The chemotherapy resulted in dramatic improvement, but radiation was prescribed to keep the cancer at bay, and that’s where things started to get ugly.
“They kept saying that my cancer was very treatable,” Terry said. “But the long-term side effects from radiation were crazy.”
Not only was Terry likely to require a feeding tube at some point during treatment due to peripheral damage from radiation, but he could also permanently lose his salivary gland function and sense of taste. Chemotherapy combined with radiation, which he required, could exacerbate the symptoms. Terry and his wife, Trina, saw one throat cancer patient without his bottom teeth, another with a tracheotomy. On top of that, Terry was jarred by an offhanded remark from a radiation oncologist that traditional treatment could contribute to plaque buildup in his coronary artery.
“Heart disease has been an issue in his family,” said Trina.
Desperate for alternatives, Terry remembered a newspaper article he’d seen just weeks earlier about Provision CARES Proton Therapy coming to his town, Franklin, Tennessee.
“We started researching tremendously,” said Terry.
However, his doctors were skeptical. “In fact, one was strongly against it,” said Trina. “They said, ‘There’s not enough data.’”
But after speaking to survivors who’d undergone proton therapy, as well as those who’d endured the collateral damage of traditional radiation, they were convinced protons could accomplish what other radiation could not. When Terry and Trina, who personally support a number of cancer causes, learned that St. Jude Children’s Research Hospital had also invested in proton therapy, they were ready to move forward with treatment at Provision.
“We are strong supporters of St. Jude and know what a top facility it is,” Trina said. “That was pretty much it.”
In the same day, they met with a board-certified Radiation Oncologist at Provision, then met another radiation oncologist who advocated for traditional radiation therapy.
“You have to be your own advocate,” shared Terry, who ultimately chose to come to Provision for his treatment.
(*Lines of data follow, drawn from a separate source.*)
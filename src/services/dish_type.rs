//! Dish-Type Verifier: confidence-scored fit of a recipe to a requested
//! dish category.

use serde::Deserialize;
use std::collections::HashMap;
use std::sync::atomic::{AtomicUsize, Ordering};

use crate::models::recipe::Recipe;
use crate::services::knowledge::KnowledgeError;

/// Minimum share of available points for a recipe to count as the dish type.
pub const ACCEPTANCE_THRESHOLD: f64 = 0.60;

const TITLE_POINTS: u32 = 4;
const TIME_POINTS: u32 = 2;
const INSTRUCTION_POINTS_CAP: u32 = 3;
const EQUIPMENT_POINTS_CAP: u32 = 2;
const INGREDIENT_POINTS: u32 = 2;

/// Indicators characteristic of one dish type.
#[derive(Debug, Clone, Default, Deserialize)]
pub struct DishTypeIndicators {
    #[serde(default)]
    pub title_words: Vec<String>,
    #[serde(default)]
    pub instruction_patterns: Vec<String>,
    /// Upper bound on total minutes for fast categories
    pub time_limit: Option<u32>,
    /// Lower bound on total minutes for slow categories
    pub time_min: Option<u32>,
    #[serde(default)]
    pub equipment: Vec<String>,
    /// Slug fragments (e.g. "curry", "turmeric")
    #[serde(default)]
    pub ingredients: Vec<String>,
}

#[derive(Debug, Clone, Copy, PartialEq)]
pub struct DishTypeVerdict {
    pub accepted: bool,
    pub score: f64,
    pub points: u32,
    pub max_points: u32,
    /// Accepted on the converter's say-so without scoring
    pub short_circuit: bool,
}

impl DishTypeVerdict {
    fn trusted() -> Self {
        Self {
            accepted: true,
            score: 1.0,
            points: 0,
            max_points: 0,
            short_circuit: true,
        }
    }
}

#[derive(Debug, Default)]
pub struct DishTypeVerifier {
    indicators: HashMap<String, DishTypeIndicators>,
    evaluations: AtomicUsize,
}

impl DishTypeVerifier {
    pub fn new(indicators: HashMap<String, DishTypeIndicators>) -> Self {
        Self {
            indicators: indicators
                .into_iter()
                .map(|(k, v)| (k.to_lowercase(), v))
                .collect(),
            evaluations: AtomicUsize::new(0),
        }
    }

    pub fn from_json(json: &str) -> Result<Self, KnowledgeError> {
        let indicators: HashMap<String, DishTypeIndicators> = serde_json::from_str(json)?;
        Ok(Self::new(indicators))
    }

    pub fn known_types(&self) -> impl Iterator<Item = &str> {
        self.indicators.keys().map(String::as_str)
    }

    /// Number of times the scoring function has run.
    pub fn evaluations(&self) -> usize {
        self.evaluations.load(Ordering::Relaxed)
    }

    /// Verify a candidate. When the converter stamped an authoritative dish
    /// type equal to the request, accept without scoring.
    pub fn verify(&self, recipe: &Recipe, requested: &str, authoritative: bool) -> DishTypeVerdict {
        if authoritative && recipe.dish_type.eq_ignore_ascii_case(requested) {
            return DishTypeVerdict::trusted();
        }
        self.score(recipe, requested)
    }

    /// Score a recipe against a dish type. Unknown dish types are accepted.
    pub fn score(&self, recipe: &Recipe, requested: &str) -> DishTypeVerdict {
        self.evaluations.fetch_add(1, Ordering::Relaxed);

        let Some(indicators) = self.indicators.get(&requested.to_lowercase()) else {
            return DishTypeVerdict {
                accepted: true,
                score: 1.0,
                points: 0,
                max_points: 0,
                short_circuit: false,
            };
        };

        let mut points = 0;
        let mut max_points = 0;

        // Title is the most reliable indicator
        let title = recipe.title.to_lowercase();
        if indicators.title_words.iter().any(|w| title.contains(w.as_str())) {
            points += TITLE_POINTS;
        }
        max_points += TITLE_POINTS;

        if indicators.time_limit.is_some() || indicators.time_min.is_some() {
            let total = recipe.total_time();
            let under_limit = indicators.time_limit.is_none_or(|limit| total > 0 && total <= limit);
            let over_min = indicators.time_min.is_none_or(|min| total >= min);
            if under_limit && over_min {
                points += TIME_POINTS;
            }
            max_points += TIME_POINTS;
        }

        let instructions = recipe.instructions.join(" ").to_lowercase();
        if !instructions.trim().is_empty() {
            let patterns = indicators
                .instruction_patterns
                .iter()
                .filter(|p| instructions.contains(p.as_str()))
                .count() as u32;
            points += patterns.min(INSTRUCTION_POINTS_CAP);
            max_points += INSTRUCTION_POINTS_CAP;

            let equipment = indicators
                .equipment
                .iter()
                .filter(|e| instructions.contains(e.as_str()))
                .count() as u32;
            points += equipment.min(EQUIPMENT_POINTS_CAP);
            max_points += EQUIPMENT_POINTS_CAP;
        }

        if !indicators.ingredients.is_empty() {
            let hit = indicators
                .ingredients
                .iter()
                .any(|fragment| recipe.ingredient_slugs().any(|s| s.contains(fragment.as_str())));
            if hit {
                points += INGREDIENT_POINTS;
            }
            max_points += INGREDIENT_POINTS;
        }

        let score = if max_points > 0 {
            f64::from(points) / f64::from(max_points)
        } else {
            0.0
        };

        DishTypeVerdict {
            accepted: max_points > 0 && score >= ACCEPTANCE_THRESHOLD,
            score,
            points,
            max_points,
            short_circuit: false,
        }
    }
}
While Terry’s insurance company originally denied his claim, he did file an appeal, and the couple decided proton therapy was worth the cost, even if they had to pay. Terry had spoken with a prostate cancer survivor who’d paid for proton therapy out-of-pocket. Terry said when he asked him, “If you had cancer again, would you pay out-of-pocket again?” the answer was, “Yup, I sure would.”
“I’ve lobbied for healthcare products in Washington,” Terry said. “I realized a long time ago that there’s a lot of things out there that work, but there are also a lot of forces out there, like drug companies and insurance companies, that influence what gets covered.”
Their time at Provision only further convinced the couple they made the right decision for Terry’s care – one they believe providence helped guide them toward.
“I’ve sat in the lobby for almost three weeks and I’ve yet to hear one negative remark from anyone,” Trina said. “That makes you feel even more like we’re in the right place.”